Pinar Selek: Heureusement, je suis très soutenue. Par de nombreux avocats, dont mon père et ma sœur, mais aussi par les comités de soutien et les réseaux de solidarité qui se sont créés un peu partout3. L’accusation est grave et nous mettons tout en œuvre pour éviter une condamnation. Mais cela reste une torture pour moi de raconter cette histoire, et c’est dur pour mes proches.

Depuis votre exil, quel regard portez-vous sur la Turquie?

Elle s’enfonce dans un tunnel d’horreur. Il y avait auparavant des trous d’oxygène mais ils deviennent de plus en plus petits. La solidarité internationale est très importante, ainsi que mes liens avec des intellectuels et militants engagés en Turquie, dont certains voudraient partir. Dans ce contexte difficile pour les journaux, notre revue féministe Amargi paraît à présent sur internet et est épargnée pour l’instant.

Vos livres sont-ils disponibles en Turquie? Comment sont-ils reçus?

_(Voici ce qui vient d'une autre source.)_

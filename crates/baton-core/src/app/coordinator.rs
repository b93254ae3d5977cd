//! LockCoordinator - advisory mutual exclusion over a shared blob.
//!
//! The blob's own body is the lock medium: a marker naming the holder is
//! written into it, and a holder only trusts the lock after reading its own
//! marker back, unchallenged, for `min_hold_time`. Once confirmed, the
//! caller's mutation is applied to the freshest read and written back without
//! the marker, which releases the lock.
//!
//! The state machine is a plain loop over [`Step`]; every suspension point
//! goes through the injected [`Clock`], so the whole protocol can run in
//! virtual time.

use std::time::Duration;

use rand::SeedableRng;
use rand::rngs::StdRng;
use tracing::{info, warn};

use crate::app::context::LockContext;
use crate::document::markup;
use crate::domain::{
    AcquiringPhase, BatonError, CreatingPhase, HoldingPhase, LockEvent, LockState, LockTelemetry,
    as_millis,
};
use crate::ports::{Blob, BlobId, Clock, DocumentStore, EventSink, SystemClock, TracingEventSink};

/// How the lock was obtained; decides what `acquired` writes.
enum Finish {
    /// We created the blob ourselves. It already holds the mutated content.
    Created(Blob),
    /// Confirmed hold. Carries the read that confirmed it.
    Confirmed(Blob),
}

/// Internal state, carrying the data each state needs.
enum Step {
    InitialRead,
    CreateWait,
    CreateSearch,
    Create,
    /// `contested` is set when the last observation showed another holder;
    /// only then does the wait actually sleep.
    Wait { id: BlobId, contested: bool },
    Acquire(BlobId),
    Write(Blob),
    Hold(BlobId),
    Check(BlobId),
    Acquired(Finish),
    Failed,
}

impl Step {
    fn state(&self) -> LockState {
        match self {
            Step::InitialRead => LockState::InitialRead,
            Step::CreateWait => LockState::Creating(CreatingPhase::Waiting),
            Step::CreateSearch => LockState::Creating(CreatingPhase::Searching),
            Step::Create => LockState::Creating(CreatingPhase::Creating),
            Step::Wait { .. } => LockState::Acquiring(AcquiringPhase::Waiting),
            Step::Acquire(_) => LockState::Acquiring(AcquiringPhase::Acquiring),
            Step::Write(_) => LockState::Acquiring(AcquiringPhase::Writing),
            Step::Hold(_) => LockState::Holding(HoldingPhase::Holding),
            Step::Check(_) => LockState::Holding(HoldingPhase::Checking),
            Step::Acquired(_) => LockState::Acquired,
            Step::Failed => LockState::Failed,
        }
    }
}

pub struct LockCoordinator<C = SystemClock, E = TracingEventSink> {
    clock: C,
    events: E,
    rng: StdRng,
}

impl Default for LockCoordinator {
    fn default() -> Self {
        Self::new(SystemClock, TracingEventSink)
    }
}

impl<C: Clock, E: EventSink> LockCoordinator<C, E> {
    pub fn new(clock: C, events: E) -> Self {
        Self {
            clock,
            events,
            rng: StdRng::from_entropy(),
        }
    }

    /// Deterministic backoff, for tests and reproducible simulations.
    pub fn with_seed(mut self, seed: u64) -> Self {
        self.rng = StdRng::seed_from_u64(seed);
        self
    }

    pub fn clock(&self) -> &C {
        &self.clock
    }

    /// Acquire the lock on the context's blob (creating the blob if none
    /// exists), apply `mutate` to the current content and write the result
    /// as the final, unlocked body.
    ///
    /// `mutate` receives `None` when the blob is being created, otherwise the
    /// latest confirmed-exclusive content with the lock marker removed. It is
    /// called exactly once on success and never on failure.
    ///
    /// # Errors
    /// - `BatonError::LockTimeout` when another writer keeps the lock for
    ///   `wait_timeout`; nothing is written.
    /// - `BatonError::Transport` for any store failure, unretried.
    pub async fn acquire_and_apply<S, F>(
        &mut self,
        store: &S,
        context: &LockContext,
        mut mutate: F,
    ) -> Result<Blob, BatonError>
    where
        S: DocumentStore + ?Sized,
        F: FnMut(Option<&str>) -> String + Send,
    {
        let timing = context.timing().clone();
        let mut telemetry = LockTelemetry::default();
        let mut step = Step::InitialRead;

        loop {
            self.events.emit(&LockEvent::new(
                context.owner_id(),
                step.state(),
                telemetry,
            ));

            step = match step {
                Step::InitialRead => match find_match(store, context).await? {
                    None => Step::CreateWait,
                    Some(blob) => match markup::locked_by(&blob.body) {
                        Some(owner) if owner == context.owner_id() => {
                            info!(blob = %blob.id, "resuming lock already held by this writer");
                            Step::Hold(blob.id)
                        }
                        _ => Step::Wait {
                            id: blob.id,
                            contested: false,
                        },
                    },
                },

                Step::CreateWait => {
                    telemetry.create_attempts += 1;
                    let delay = timing.create_delay(telemetry.create_attempts, &mut self.rng);
                    telemetry.wait_time = delay;
                    self.clock.sleep(delay).await;
                    Step::CreateSearch
                }

                Step::CreateSearch => match find_match(store, context).await? {
                    Some(blob) => {
                        info!(blob = %blob.id, "found document created by another writer");
                        Step::Wait {
                            id: blob.id,
                            contested: held_by_other(&blob, context),
                        }
                    }
                    None if telemetry.create_attempts < timing.create_attempts => Step::CreateWait,
                    None => Step::Create,
                },

                Step::Create => {
                    let body = context.finalize(&mutate(None));
                    let blob = store.create(&body).await?;
                    info!(blob = %blob.id, "created new document");
                    Step::Acquired(Finish::Created(blob))
                }

                Step::Wait { id, contested } => {
                    if !contested {
                        telemetry.wait_time = Duration::ZERO;
                        Step::Acquire(id)
                    } else if telemetry.total_wait_time >= timing.wait_timeout {
                        Step::Failed
                    } else {
                        let delay = timing.wait_delay(&mut self.rng);
                        telemetry.wait_time = delay;
                        self.clock.sleep(delay).await;
                        telemetry.total_wait_time += delay;
                        Step::Acquire(id)
                    }
                }

                Step::Acquire(id) => {
                    let blob = store.read(id).await?;
                    if held_by_other(&blob, context) {
                        Step::Wait {
                            id,
                            contested: true,
                        }
                    } else {
                        Step::Write(blob)
                    }
                }

                Step::Write(blob) => {
                    let body = markup::with_lock(&blob.body, context.owner_id());
                    let written = store.overwrite(blob.id, &body).await?;
                    telemetry.total_held_time = Duration::ZERO;
                    Step::Hold(written.id)
                }

                Step::Hold(id) => {
                    self.clock.sleep(timing.check_delay).await;
                    telemetry.total_held_time += timing.check_delay;
                    Step::Check(id)
                }

                Step::Check(id) => {
                    let blob = store.read(id).await?;
                    match markup::locked_by(&blob.body) {
                        Some(owner) if owner == context.owner_id() => {
                            if telemetry.total_held_time < timing.min_hold_time {
                                Step::Hold(id)
                            } else {
                                Step::Acquired(Finish::Confirmed(blob))
                            }
                        }
                        other => {
                            info!(
                                blob = %id,
                                held_by = other.as_deref().unwrap_or("nobody"),
                                held_ms = as_millis(telemetry.total_held_time),
                                "lost the lock while confirming it"
                            );
                            telemetry.total_wait_time = Duration::ZERO;
                            Step::Wait {
                                id,
                                contested: other.is_some(),
                            }
                        }
                    }
                }

                Step::Acquired(Finish::Created(blob)) => return Ok(blob),

                Step::Acquired(Finish::Confirmed(blob)) => {
                    info!(
                        blob = %blob.id,
                        waited_ms = as_millis(telemetry.total_wait_time),
                        "lock acquired"
                    );
                    let current = markup::strip_lock(&blob.body);
                    let body = context.finalize(&mutate(Some(&current)));
                    return Ok(store.overwrite(blob.id, &body).await?);
                }

                Step::Failed => {
                    warn!(
                        waited_ms = as_millis(telemetry.total_wait_time),
                        "giving up on the lock"
                    );
                    return Err(BatonError::LockTimeout {
                        total_wait: telemetry.total_wait_time,
                        total_held: telemetry.total_held_time,
                    });
                }
            };
        }
    }
}

/// First blob of the store carrying the context's footer fingerprint.
async fn find_match<S>(store: &S, context: &LockContext) -> Result<Option<Blob>, BatonError>
where
    S: DocumentStore + ?Sized,
{
    let blobs = store.list().await?;
    Ok(blobs.into_iter().find(|blob| context.matches(blob)))
}

fn held_by_other(blob: &Blob, context: &LockContext) -> bool {
    markup::locked_by(&blob.body).is_some_and(|owner| owner != context.owner_id())
}

#[cfg(test)]
mod tests {
    use super::*;
    use crate::domain::{LockTiming, WriterId};
    use crate::impls::{InMemoryDocumentStore, ManualClock, RecordingEventSink};
    use std::sync::Arc;
    use ulid::Ulid;

    fn context() -> LockContext {
        LockContext::new(
            "wf/pr-1",
            WriterId::from_ulid(Ulid::new()),
            LockTiming::default(),
        )
        .unwrap()
    }

    fn coordinator() -> (
        LockCoordinator<ManualClock, Arc<RecordingEventSink>>,
        Arc<RecordingEventSink>,
    ) {
        let sink = Arc::new(RecordingEventSink::new());
        let coordinator = LockCoordinator::new(ManualClock::new(), Arc::clone(&sink)).with_seed(42);
        (coordinator, sink)
    }

    #[tokio::test]
    async fn creates_when_nothing_matches() {
        let store = InMemoryDocumentStore::new();
        store.insert("unrelated comment");
        let ctx = context();
        let (mut coordinator, _) = coordinator();

        let blob = coordinator
            .acquire_and_apply(&store, &ctx, |current| {
                assert!(current.is_none());
                "<p>first</p>".to_string()
            })
            .await
            .unwrap();

        assert_eq!(store.create_count(), 1);
        assert!(blob.body.starts_with("<p>first</p>"));
        assert!(ctx.matches(&blob));
        assert_eq!(markup::locked_by(&blob.body), None);
    }

    #[tokio::test]
    async fn mutation_sees_content_without_marker() {
        let store = InMemoryDocumentStore::new();
        let ctx = context();
        let id = store.insert(format!("<p>old</p>\n{}", ctx.footer()));
        let (mut coordinator, _) = coordinator();

        let blob = coordinator
            .acquire_and_apply(&store, &ctx, |current| {
                let current = current.unwrap();
                assert!(!current.contains(markup::LOCK_ID));
                current.replace("old", "new")
            })
            .await
            .unwrap();

        assert_eq!(blob.id, id);
        assert_eq!(store.body(id).unwrap(), format!("<p>new</p>\n{}", ctx.footer()));
    }

    #[tokio::test]
    async fn confirmation_waits_at_least_min_hold_time() {
        let store = InMemoryDocumentStore::new();
        let ctx = context();
        store.insert(ctx.footer());
        let (mut coordinator, sink) = coordinator();

        coordinator
            .acquire_and_apply(&store, &ctx, |c| c.unwrap_or_default().to_string())
            .await
            .unwrap();

        let last = sink.events().last().cloned().unwrap();
        assert_eq!(last.state, LockState::Acquired);
        assert!(last.telemetry.total_held_time >= ctx.timing().min_hold_time);
        assert!(coordinator.clock().elapsed() >= ctx.timing().min_hold_time);
    }
}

Oui, ils sont accessibles. Ni mon éditeur ni les libraires n’ont de problèmes. Le pouvoir fait comme s’ils n’existaient pas: il n’ose pas m’interdire frontalement mais fait tout pour me criminaliser. Plusieurs chapitres de Parce qu’ils sont arméniens avaient paru dans des revues en turc et circulaient déjà. Ce livre, où je raconte comment enfant, en Turquie, on se construit à coups de slogans sur la supériorité nationale dans une négation totale du génocide, les a beaucoup énervés… C’est à cause de ce que j’écris que mon procès continue.

Votre roman La Maison du Bosphore retrace le parcours de quatre jeunes gens entre 1980 et 2001. Vous l’avez écrit lors de votre exil en Allemagne. Pourquoi à ce moment-là?

Plus jeune, j’écrivais des nouvelles et j’avais reçu quelques prix. Mais vivant dans un contexte conflictuel, j’éprouvais le besoin de structurer mes idées, j’ai donc étudié la sociologie. Quand j’étais militante, il n’y avait que des urgences…, mais je ne cessais d’écrire mon roman dans ma tête. J’ai quitté la Turquie du jour en lendemain, en 2009; c’était très brutal et je souffrais tant que je me sentais aux frontières de la folie. Ecrire La Maison du Bosphore m’a rendue heureuse. Je suis en train de terminer mon deuxième roman.

La littérature est création, pas seulement résistance défensive. Elle permet de continuer à créer ses rêves et développer ses réflexions, à prendre la parole. C’est aussi une manière de lutter en investissant plusieurs espaces à la fois.

  • 1. «Le rôle du mouvement féministe dans l’émergence d’un nouveau cycle de contestation en Turquie», Mouvements, 2017.
  • 2. Ve 10 mars à 20h, salle Pitoëff, ouverture du FIFDH: «Turquie: l’inquiétante transformation d’Erdogan». Projection du film Erdogan, l’ivresse du pouvoir de Guillaume Perrier et Gilles Cayatte (France, 2016), puis débat avec notamment Asli Erdogan (message vidéo) et Pinar Selek. Rés: www.fifdh.org Sa 11 mars à 16h, Bibliothèque de la Cité: rencontre littéraire avec Pinar Selek. www.ville-ge.ch/egalite
  • 3. Voir www.pinarselek.fr, rubrique «Agir». Lundi 13 mars de 17h à 20h à la librairie La Proue (Escaliers du Marché 17, Lausanne), les Editions d’en bas organisent une soirée de soutien à Asli Erdogan et Pinar Selek, en présence d’Anne Monteil-Bauer, membre du collectif lyonnais de solidarité avec Pinar Selek.